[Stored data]
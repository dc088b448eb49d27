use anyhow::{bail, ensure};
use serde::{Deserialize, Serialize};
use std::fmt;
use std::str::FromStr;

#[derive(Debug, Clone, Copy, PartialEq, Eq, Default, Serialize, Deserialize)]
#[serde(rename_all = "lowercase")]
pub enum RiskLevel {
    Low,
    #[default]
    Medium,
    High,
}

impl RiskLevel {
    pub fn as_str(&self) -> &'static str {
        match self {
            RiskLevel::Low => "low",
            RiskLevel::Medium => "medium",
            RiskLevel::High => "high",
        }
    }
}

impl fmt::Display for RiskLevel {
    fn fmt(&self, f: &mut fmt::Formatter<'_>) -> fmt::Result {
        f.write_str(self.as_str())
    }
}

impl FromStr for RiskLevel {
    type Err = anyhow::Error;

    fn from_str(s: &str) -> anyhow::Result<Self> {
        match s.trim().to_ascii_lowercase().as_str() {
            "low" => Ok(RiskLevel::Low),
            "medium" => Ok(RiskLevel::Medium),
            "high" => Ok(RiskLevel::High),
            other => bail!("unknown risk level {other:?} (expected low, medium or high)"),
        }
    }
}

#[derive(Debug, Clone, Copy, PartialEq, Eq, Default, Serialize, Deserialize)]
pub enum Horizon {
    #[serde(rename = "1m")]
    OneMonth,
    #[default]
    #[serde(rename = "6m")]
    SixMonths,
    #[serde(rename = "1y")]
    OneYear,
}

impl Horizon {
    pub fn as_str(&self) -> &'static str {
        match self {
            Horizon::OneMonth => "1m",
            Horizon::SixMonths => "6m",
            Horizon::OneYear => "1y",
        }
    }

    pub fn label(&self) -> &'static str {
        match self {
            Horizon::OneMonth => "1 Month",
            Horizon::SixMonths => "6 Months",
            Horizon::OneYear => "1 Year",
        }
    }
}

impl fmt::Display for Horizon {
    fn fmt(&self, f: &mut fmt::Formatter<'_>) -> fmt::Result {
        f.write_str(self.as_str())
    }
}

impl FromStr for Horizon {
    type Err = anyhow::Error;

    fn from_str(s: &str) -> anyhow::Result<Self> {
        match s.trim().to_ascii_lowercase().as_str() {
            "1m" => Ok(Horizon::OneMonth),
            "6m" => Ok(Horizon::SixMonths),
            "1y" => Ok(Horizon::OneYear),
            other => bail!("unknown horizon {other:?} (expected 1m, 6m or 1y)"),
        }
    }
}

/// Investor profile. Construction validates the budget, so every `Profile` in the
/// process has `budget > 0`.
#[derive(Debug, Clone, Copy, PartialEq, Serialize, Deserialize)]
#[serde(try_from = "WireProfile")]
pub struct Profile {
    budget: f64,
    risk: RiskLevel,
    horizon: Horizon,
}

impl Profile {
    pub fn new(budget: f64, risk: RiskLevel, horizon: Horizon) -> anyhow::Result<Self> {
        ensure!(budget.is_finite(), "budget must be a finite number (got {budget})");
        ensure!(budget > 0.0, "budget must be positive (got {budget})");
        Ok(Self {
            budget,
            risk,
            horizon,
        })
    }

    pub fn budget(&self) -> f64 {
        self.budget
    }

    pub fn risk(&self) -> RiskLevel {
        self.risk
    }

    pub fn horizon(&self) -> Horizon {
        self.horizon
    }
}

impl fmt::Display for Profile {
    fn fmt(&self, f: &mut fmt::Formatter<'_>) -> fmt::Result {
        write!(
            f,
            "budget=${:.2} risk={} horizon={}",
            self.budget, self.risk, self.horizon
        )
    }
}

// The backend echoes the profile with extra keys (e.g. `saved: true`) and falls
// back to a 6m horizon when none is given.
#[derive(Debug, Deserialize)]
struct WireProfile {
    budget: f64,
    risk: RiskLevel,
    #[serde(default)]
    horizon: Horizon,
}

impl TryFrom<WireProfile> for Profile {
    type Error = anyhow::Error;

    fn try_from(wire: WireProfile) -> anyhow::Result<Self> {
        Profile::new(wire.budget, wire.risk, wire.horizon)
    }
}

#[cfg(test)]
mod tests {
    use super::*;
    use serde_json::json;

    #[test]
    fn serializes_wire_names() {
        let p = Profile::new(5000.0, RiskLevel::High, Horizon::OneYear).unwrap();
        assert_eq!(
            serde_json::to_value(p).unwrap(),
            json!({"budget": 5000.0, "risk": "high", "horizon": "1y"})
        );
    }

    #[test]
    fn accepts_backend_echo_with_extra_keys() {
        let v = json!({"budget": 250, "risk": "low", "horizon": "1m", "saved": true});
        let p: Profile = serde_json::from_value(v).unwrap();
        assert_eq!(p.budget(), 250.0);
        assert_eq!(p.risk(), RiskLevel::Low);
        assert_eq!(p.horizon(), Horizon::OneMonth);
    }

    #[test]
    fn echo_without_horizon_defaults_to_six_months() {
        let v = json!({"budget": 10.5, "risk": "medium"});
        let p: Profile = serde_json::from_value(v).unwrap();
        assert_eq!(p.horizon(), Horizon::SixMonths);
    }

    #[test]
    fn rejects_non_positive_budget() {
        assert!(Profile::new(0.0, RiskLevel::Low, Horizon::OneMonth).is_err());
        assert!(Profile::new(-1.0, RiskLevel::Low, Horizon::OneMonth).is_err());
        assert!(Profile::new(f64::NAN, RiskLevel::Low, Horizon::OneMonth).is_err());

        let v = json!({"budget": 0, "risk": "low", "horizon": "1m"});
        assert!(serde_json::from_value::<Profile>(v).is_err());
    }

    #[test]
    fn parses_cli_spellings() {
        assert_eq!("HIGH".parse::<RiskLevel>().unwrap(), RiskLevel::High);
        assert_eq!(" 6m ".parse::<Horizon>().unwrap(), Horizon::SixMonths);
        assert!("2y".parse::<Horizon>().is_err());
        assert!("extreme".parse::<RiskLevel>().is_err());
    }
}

### What the exercise asks
Retype all of the entries. Keep each one exactly as written.

### Answer section
repository dc088b448eb49d27
use anyhow::{bail, ensure};
use serde::{Deserialize, Serialize};
use std::fmt;
use std::str::FromStr;

#[derive(Debug, Clone, Copy, PartialEq, Eq, Default, Serialize, Deserialize)]
#[serde(rename_all = "lowercase")]
pub enum RiskLevel {
    Low,
    #[default]
    Medium,
    High,
}

impl RiskLevel {
    pub fn as_str(&self) -> &'static str {
        match self {
            RiskLevel::Low => "low",
            RiskLevel::Medium => "medium",
            RiskLevel::High => "high",
        }
    }
}

impl fmt::Display for RiskLevel {
    fn fmt(&self, f: &mut fmt::Formatter<'_>) -> fmt::Result {
        f.write_str(self.as_str())
    }
}

impl FromStr for RiskLevel {
    type Err = anyhow::Error;

    fn from_str(s: &str) -> anyhow::Result<Self> {
        match s.trim().to_ascii_lowercase().as_str() {
            "low" => Ok(RiskLevel::Low),
            "medium" => Ok(RiskLevel::Medium),
            "high" => Ok(RiskLevel::High),
            other => bail!("unknown risk level {other:?} (expected low, medium or high)"),
        }
    }
}

#[derive(Debug, Clone, Copy, PartialEq, Eq, Default, Serialize, Deserialize)]
pub enum Horizon {
    #[serde(rename = "1m")]
    OneMonth,
    #[default]
    #[serde(rename = "6m")]
    SixMonths,
    #[serde(rename = "1y")]
    OneYear,
}

impl Horizon {
    pub fn as_str(&self) -> &'static str {
        match self {
            Horizon::OneMonth => "1m",
            Horizon::SixMonths => "6m",
            Horizon::OneYear => "1y",
        }
    }

    pub fn label(&self) -> &'static str {
        match self {
            Horizon::OneMonth => "1 Month",
            Horizon::SixMonths => "6 Months",
            Horizon::OneYear => "1 Year",
        }
    }
}

impl fmt::Display for Horizon {
    fn fmt(&self, f: &mut fmt::Formatter<'_>) -> fmt::Result {
        f.write_str(self.as_str())
    }
}

impl FromStr for Horizon {
    type Err = anyhow::Error;

    fn from_str(s: &str) -> anyhow::Result<Self> {
        match s.trim().to_ascii_lowercase().as_str() {
            "1m" => Ok(Horizon::OneMonth),
            "6m" => Ok(Horizon::SixMonths),
            "1y" => Ok(Horizon::OneYear),
            other => bail!("unknown horizon {other:?} (expected 1m, 6m or 1y)"),
        }
    }
}

/// Investor profile. Construction validates the budget, so every `Profile` in the
/// process has `budget > 0`.
#[derive(Debug, Clone, Copy, PartialEq, Serialize, Deserialize)]
#[serde(try_from = "WireProfile")]
pub struct Profile {
    budget: f64,
    risk: RiskLevel,
    horizon: Horizon,
}

impl Profile {
    pub fn new(budget: f64, risk: RiskLevel, horizon: Horizon) -> anyhow::Result<Self> {
        ensure!(budget.is_finite(), "budget must be a finite number (got {budget})");
        ensure!(budget > 0.0, "budget must be positive (got {budget})");
        Ok(Self {
            budget,
            risk,
            horizon,
        })
    }

    pub fn budget(&self) -> f64 {
        self.budget
    }

    pub fn risk(&self) -> RiskLevel {
        self.risk
    }

    pub fn horizon(&self) -> Horizon {
        self.horizon
    }
}

impl fmt::Display for Profile {
    fn fmt(&self, f: &mut fmt::Formatter<'_>) -> fmt::Result {
        write!(
            f,
            "budget=${:.2} risk={} horizon={}",
            self.budget, self.risk, self.horizon
        )
    }
}

// The backend echoes the profile with extra keys (e.g. `saved: true`) and falls
// back to a 6m horizon when none is given.
#[derive(Debug, Deserialize)]
struct WireProfile {
    budget: f64,
    risk: RiskLevel,
    #[serde(default)]
    horizon: Horizon,
}

impl TryFrom<WireProfile> for Profile {
    type Error = anyhow::Error;

    fn try_from(wire: WireProfile) -> anyhow::Result<Self> {
        Profile::new(wire.budget, wire.risk, wire.horizon)
    }
}

#[cfg(test)]
mod tests {
    use super::*;
    use serde_json::json;

    #[test]
    fn serializes_wire_names() {
        let p = Profile::new(5000.0, RiskLevel::High, Horizon::OneYear).unwrap();
        assert_eq!(
            serde_json::to_value(p).unwrap(),
            json!({"budget": 5000.0, "risk": "high", "horizon": "1y"})
        );
    }

    #[test]
    fn accepts_backend_echo_with_extra_keys() {
        let v = json!({"budget": 250, "risk": "low", "horizon": "1m", "saved": true});
        let p: Profile = serde_json::from_value(v).unwrap();
        assert_eq!(p.budget(), 250.0);
        assert_eq!(p.risk(), RiskLevel::Low);
        assert_eq!(p.horizon(), Horizon::OneMonth);
    }

    #[test]
    fn echo_without_horizon_defaults_to_six_months() {
        let v = json!({"budget": 10.5, "risk": "medium"});
        let p: Profile = serde_json::from_value(v).unwrap();
        assert_eq!(p.horizon(), Horizon::SixMonths);
    }

    #[test]
    fn rejects_non_positive_budget() {
        assert!(Profile::new(0.0, RiskLevel::Low, Horizon::OneMonth).is_err());
        assert!(Profile::new(-1.0, RiskLevel::Low, Horizon::OneMonth).is_err());
        assert!(Profile::new(f64::NAN, RiskLevel::Low, Horizon::OneMonth).is_err());

        let v = json!({"budget": 0, "risk": "low", "horizon": "1m"});
        assert!(serde_json::from_value::<Profile>(v).is_err());
    }

    #[test]
    fn parses_cli_spellings() {
        assert_eq!("HIGH".parse::<RiskLevel>().unwrap(), RiskLevel::High);
        assert_eq!(" 6m ".parse::<Horizon>().unwrap(), Horizon::SixMonths);
        assert!("2y".parse::<Horizon>().is_err());
        assert!("extreme".parse::<RiskLevel>().is_err());
    }
}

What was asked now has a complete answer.